In 1947, India did not want to see Kashmir becoming part of its Union for strengthening its secular ideology but for strategic reasons. As Lamb rightly puts it, ‘the state for being key frontier region had for a century attracted the attention of the British strategists and this attitude was to a great degree inherited by their successors.’ During the cold war for Pakistan and India, directly and indirectly aligning with one or the other super power the stalemate over Kashmir continued and sword of uncertainty menacingly remained on the heads of its people. This uncertainty did not end even after the end of cold war instead; its edges sharpened to the discomfort of 13 million people of the state. In the post cold war period, nuclearization of the South Asia is the most dangerous development- and Kashmir as core issue has emerged as a potent threat to global peace and . Quoting collective judgment of various experts Stephen Cohen sees ‘major conflict between India and Pakistan during the next fifteen years that will overshadows all regional issues. Continued turmoil in Afghanistan and Pakistan will spill over into Kashmir and other parts of the sub-continent, promoting Indian leaders to take more aggressive preemptive and retaliatory action.’ Moreover, the two countries will see weapons of mass destruction as a strategic imperative and will continue to amass nuclear warheads.
Notwithstanding, ‘India emerging as a global power Pakistan is ‘indeed crucial and important to the world,’ writes Bruce Riedel, one of Americas leading experts on US Security, South Asia and author of Deadly Embrace: Pakistan, America and Future of Global Jihad, “Pakistan is an extremely important country in its own right.
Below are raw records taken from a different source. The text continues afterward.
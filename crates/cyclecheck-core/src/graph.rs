/// `petgraph` adapters for edge lists.
///
/// [`CycleGraph`] materialises an [`EdgeList`] as a [`StableDiGraph`] so hosts
/// can run `petgraph` algorithms over the same input they validate.
/// [`is_single_cycle_graph`] goes the other way and runs the single-cycle check
/// over any directed `petgraph` graph, using node indices as labels.
use std::collections::HashMap;
use std::hash::Hash;

use petgraph::stable_graph::{NodeIndex, StableDiGraph};
use petgraph::visit::{EdgeRef, GraphProp, IntoEdgeReferences, NodeCount};

use crate::edges::{EdgeList, Vertex};
use crate::validator::is_single_cycle;

// ---------------------------------------------------------------------------
// CycleGraph
// ---------------------------------------------------------------------------

/// A directed multigraph built from an [`EdgeList`].
///
/// Node weights are vertex labels; edge weights are the row index `k` of the
/// originating edge `from[k] → to[k]`. Parallel edges and self-loops are kept
/// as separate petgraph edges.
#[derive(Debug, Clone)]
pub struct CycleGraph {
    graph: StableDiGraph<Vertex, usize>,
    label_to_index: HashMap<Vertex, NodeIndex>,
}

impl CycleGraph {
    /// Builds the graph in two passes: one node per distinct label (first
    /// occurrence order, sources before targets row by row), then one edge per
    /// row.
    pub fn from_edge_list(edges: &EdgeList) -> Self {
        let mut graph = StableDiGraph::with_capacity(edges.len(), edges.len());
        let mut label_to_index: HashMap<Vertex, NodeIndex> =
            HashMap::with_capacity(edges.len());

        for (source, target) in edges.edges() {
            for label in [source, target] {
                label_to_index
                    .entry(label)
                    .or_insert_with(|| graph.add_node(label));
            }
        }

        for (row, (source, target)) in edges.edges().enumerate() {
            if let (Some(&a), Some(&b)) =
                (label_to_index.get(&source), label_to_index.get(&target))
            {
                graph.add_edge(a, b, row);
            }
        }

        Self {
            graph,
            label_to_index,
        }
    }

    /// Number of distinct vertex labels.
    pub fn node_count(&self) -> usize {
        self.graph.node_count()
    }

    /// Number of edges, parallel edges included.
    pub fn edge_count(&self) -> usize {
        self.graph.edge_count()
    }

    /// Looks up the node for a vertex label.
    pub fn node_index(&self, label: Vertex) -> Option<NodeIndex> {
        self.label_to_index.get(&label).copied()
    }

    /// Returns the vertex label stored on `idx`.
    pub fn label(&self, idx: NodeIndex) -> Option<Vertex> {
        self.graph.node_weight(idx).copied()
    }

    /// The underlying petgraph graph.
    pub fn graph(&self) -> &StableDiGraph<Vertex, usize> {
        &self.graph
    }

    /// Single-cycle check over the materialised graph. Agrees with
    /// [`EdgeList::is_single_cycle`] on the list it was built from.
    pub fn is_single_cycle(&self) -> bool {
        is_single_cycle_graph(&self.graph)
    }
}

impl EdgeList {
    /// Materialises this list as a [`CycleGraph`].
    pub fn to_graph(&self) -> CycleGraph {
        CycleGraph::from_edge_list(self)
    }
}

// ---------------------------------------------------------------------------
// Generic petgraph entry point
// ---------------------------------------------------------------------------

/// Returns `true` if `graph` is directed and its edges form exactly one cycle
/// through all of its nodes.
///
/// Unlike the edge-list form, a `petgraph` graph can hold isolated nodes; any
/// graph whose node count differs from its edge count is rejected. Undirected
/// graphs are always rejected.
pub fn is_single_cycle_graph<G>(graph: G) -> bool
where
    G: IntoEdgeReferences + NodeCount + GraphProp,
    G::NodeId: Eq + Hash,
{
    if !graph.is_directed() {
        return false;
    }
    let (from, to): (Vec<G::NodeId>, Vec<G::NodeId>) = graph
        .edge_references()
        .map(|edge| (edge.source(), edge.target()))
        .unzip();

    if from.len() != graph.node_count() {
        tracing::debug!(
            nodes = graph.node_count(),
            edges = from.len(),
            "node and edge counts differ"
        );
        return false;
    }
    is_single_cycle(&from, &to)
}

// ---------------------------------------------------------------------------
// Tests
// ---------------------------------------------------------------------------
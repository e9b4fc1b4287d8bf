//! Shape construction: rings, split rings and single-defect near misses.

use cyclecheck_core::{EdgeList, Vertex};
use rand::Rng;
use rand::rngs::StdRng;
use rand::seq::SliceRandom;
use rand::seq::index;

use super::{GeneratorConfig, Shape};

/// Builds the edge list described by `config`.
pub fn build(config: &GeneratorConfig, rng: &mut StdRng) -> EdgeList {
    let n = config.vertices.max(min_vertices(config.shape));
    let mut labels: Vec<Vertex> = (1..=n as Vertex)
        .map(|v| v + config.label_offset)
        .collect();
    labels.shuffle(rng);

    let mut rows = match config.shape {
        Shape::SingleCycle => ring(&labels),
        Shape::SplitCycles { parts } => split_rings(&labels, parts, rng),
        Shape::BrokenChain => {
            let mut rows = ring(&labels);
            let fresh = n as Vertex + 1 + config.label_offset;
            if let Some(closing) = rows.last_mut() {
                closing.1 = fresh;
            }
            rows
        }
        Shape::DuplicateSource => {
            let mut rows = ring(&labels);
            let (k, j) = two_distinct(rows.len(), rng);
            rows[k].0 = rows[j].0;
            rows
        }
        Shape::DuplicateTarget => {
            let mut rows = ring(&labels);
            let (k, j) = two_distinct(rows.len(), rng);
            rows[k].1 = rows[j].1;
            rows
        }
        Shape::SelfLoopInside => {
            let mut rows = vec![(labels[0], labels[0])];
            rows.extend(ring(&labels[1..]));
            rows
        }
    };

    if config.shuffle_rows {
        rows.shuffle(rng);
    }
    EdgeList::from_pairs(rows)
}

fn min_vertices(shape: Shape) -> usize {
    match shape {
        Shape::SingleCycle => 1,
        Shape::SplitCycles { .. }
        | Shape::BrokenChain
        | Shape::DuplicateSource
        | Shape::DuplicateTarget
        | Shape::SelfLoopInside => 2,
    }
}

/// `labels[0] → labels[1] → … → labels[0]`.
fn ring(labels: &[Vertex]) -> Vec<(Vertex, Vertex)> {
    labels
        .iter()
        .copied()
        .zip(labels.iter().copied().cycle().skip(1))
        .collect()
}

/// Cuts `labels` at `parts - 1` random positions and closes each piece into
/// its own ring.
fn split_rings(labels: &[Vertex], parts: usize, rng: &mut StdRng) -> Vec<(Vertex, Vertex)> {
    let n = labels.len();
    let parts = parts.clamp(2, n);

    let mut cuts: Vec<usize> = index::sample(rng, n - 1, parts - 1)
        .into_iter()
        .map(|i| i + 1)
        .collect();
    cuts.sort_unstable();
    cuts.push(n);

    let mut rows = Vec::with_capacity(n);
    let mut start = 0;
    for end in cuts {
        rows.extend(ring(&labels[start..end]));
        start = end;
    }
    rows
}

/// Two different indices in `0..len`; `len` must be at least 2.
fn two_distinct(len: usize, rng: &mut StdRng) -> (usize, usize) {
    let k = rng.gen_range(0..len);
    let j = (k + rng.gen_range(1..len)) % len;
    (k, j)
}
If geography had placed it somewhere else in the world, it would be seen as one of emerging critical nations of twenty first century, but geography puts it in the shadow of India.” Stating that the country ‘needs more attention’, he believes that ‘Now sixth largest country in the world in terms of population, ‘ with fast growth rate, soon it will be world’s fifth-largest country and the largest Muslim country, outpacing Indonesia. It may soon have the fourth-largest nuclear arsenal in the world….No country is more important with respect to nuclear arms than Pakistan.”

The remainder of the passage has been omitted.